Blocks instead of RAII

Many C++ programmers are familiar with the resource-aquisition-is-initialization pattern, where a class's constructor and destructor manage the acquiring and releasing of a resource, typically a lock such a mutex. Before blocks were added to Objective-C, I missed this pattern because I felt it made it so much easier to get things right and keep code maintainable. Blocks provide an equally clean way to factor the acquiring and releasing of a resource into reusable code that achieves the same goal, but rather than create a class, you create a function. 

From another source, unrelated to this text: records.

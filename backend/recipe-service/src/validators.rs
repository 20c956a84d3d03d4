use std::borrow::Cow;
use validator::{ValidationError, ValidationErrors};

use crate::models::RecipeCategory;

/// Input validation utilities for recipe-service

pub const TITLE_MESSAGE: &str = "title must be between 3 and 255 characters";
pub const INGREDIENTS_MIN_MESSAGE: &str = "ingredients must contain at least 1 item";
pub const INGREDIENT_ITEM_MESSAGE: &str = "ingredients items must be non-empty";
pub const INSTRUCTIONS_MESSAGE: &str = "instructions must be at least 10 characters";
pub const CATEGORY_MESSAGE: &str = "category must be one of Appetizer, Main Course, Dessert";
pub const COOKING_TIME_MESSAGE: &str = "cookingTime must be at least 1";

/// Schema field order; the first violated field's message is the one surfaced.
const FIELD_ORDER: [&str; 5] = [
    "title",
    "ingredients",
    "instructions",
    "category",
    "cooking_time",
];

/// validator crate compatible check that every ingredient entry has content
pub fn validate_ingredients(items: &[String]) -> Result<(), ValidationError> {
    if items.iter().any(|item| item.trim().is_empty()) {
        let mut error = ValidationError::new("ingredient_item_empty");
        error.message = Some(Cow::Borrowed(INGREDIENT_ITEM_MESSAGE));
        return Err(error);
    }
    Ok(())
}

/// validator crate compatible check for the category enumeration
pub fn validate_category(value: &str) -> Result<(), ValidationError> {
    if RecipeCategory::parse(value).is_some() {
        Ok(())
    } else {
        let mut error = ValidationError::new("unknown_category");
        error.message = Some(Cow::Borrowed(CATEGORY_MESSAGE));
        Err(error)
    }
}

/// Pick the first violated constraint's message, in schema field order.
///
/// The `validator` error map is unordered, so the ordering is imposed here.
pub fn first_violation_message(errors: &ValidationErrors) -> String {
    let field_errors = errors.field_errors();
    for field in FIELD_ORDER {
        if let Some(violations) = field_errors.get(field) {
            if let Some(violation) = violations.first() {
                if let Some(message) = &violation.message {
                    return message.to_string();
                }
                return format!("{field} is invalid");
            }
        }
    }
    errors.to_string()
}

#[cfg(test)]
mod tests {
    use super::*;

    #[test]
    fn test_valid_ingredients() {
        let items = vec!["2 eggs".to_string(), "salt".to_string()];
        assert!(validate_ingredients(&items).is_ok());
    }

    #[test]
    fn test_blank_ingredient_rejected() {
        let items = vec!["2 eggs".to_string(), "   ".to_string()];
        let error = validate_ingredients(&items).expect_err("blank item must fail");
        assert_eq!(
            error.message.as_deref(),
            Some(INGREDIENT_ITEM_MESSAGE)
        );
    }

    #[test]
    fn test_valid_categories() {
        assert!(validate_category("Appetizer").is_ok());
        assert!(validate_category("Main Course").is_ok());
        assert!(validate_category("Dessert").is_ok());
    }

    #[test]
    fn test_invalid_category() {
        let error = validate_category("Soup").expect_err("unknown category must fail");
        assert_eq!(error.message.as_deref(), Some(CATEGORY_MESSAGE));
    }
}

For example, an OS X IOSurfaceRef must be locked before accessing the data with the CPU. The calls to lock and unlock the surface are simple enough, but why repeat them? Here's a function that does that clearly:

OSStatus CallBlockWithIOSurfaceLockedForReading(IOSurfaceRef surface, OSStatus (^block)(void))
{
    uint32_t seed = 0;
    OSStatus error = IOSurfaceLock(surface, kIOSurfaceLockReadOnly, &seed);
    if (!error)
    {
        error = block();
        
        OSStatus unlockError = IOSurfaceUnlock(surface, kIOSurfaceLockReadOnly, &seed);
        if (!error)
            error = unlockError;
    }
    return error;
}


And a call to that looks like:

CallBlockWithIOSurfaceLockedForReading(surface, ^OSStatus{
    void *bytes = IOSurfaceGetBaseAddress(surface);
    // do something with bytes here.
    return noErr;
});


This pattern ensures that you get consistent behavior wherever in your code you need to read data from an IOSurface, getting the appropriate error values, and always keeping the calls balanced, which is critical.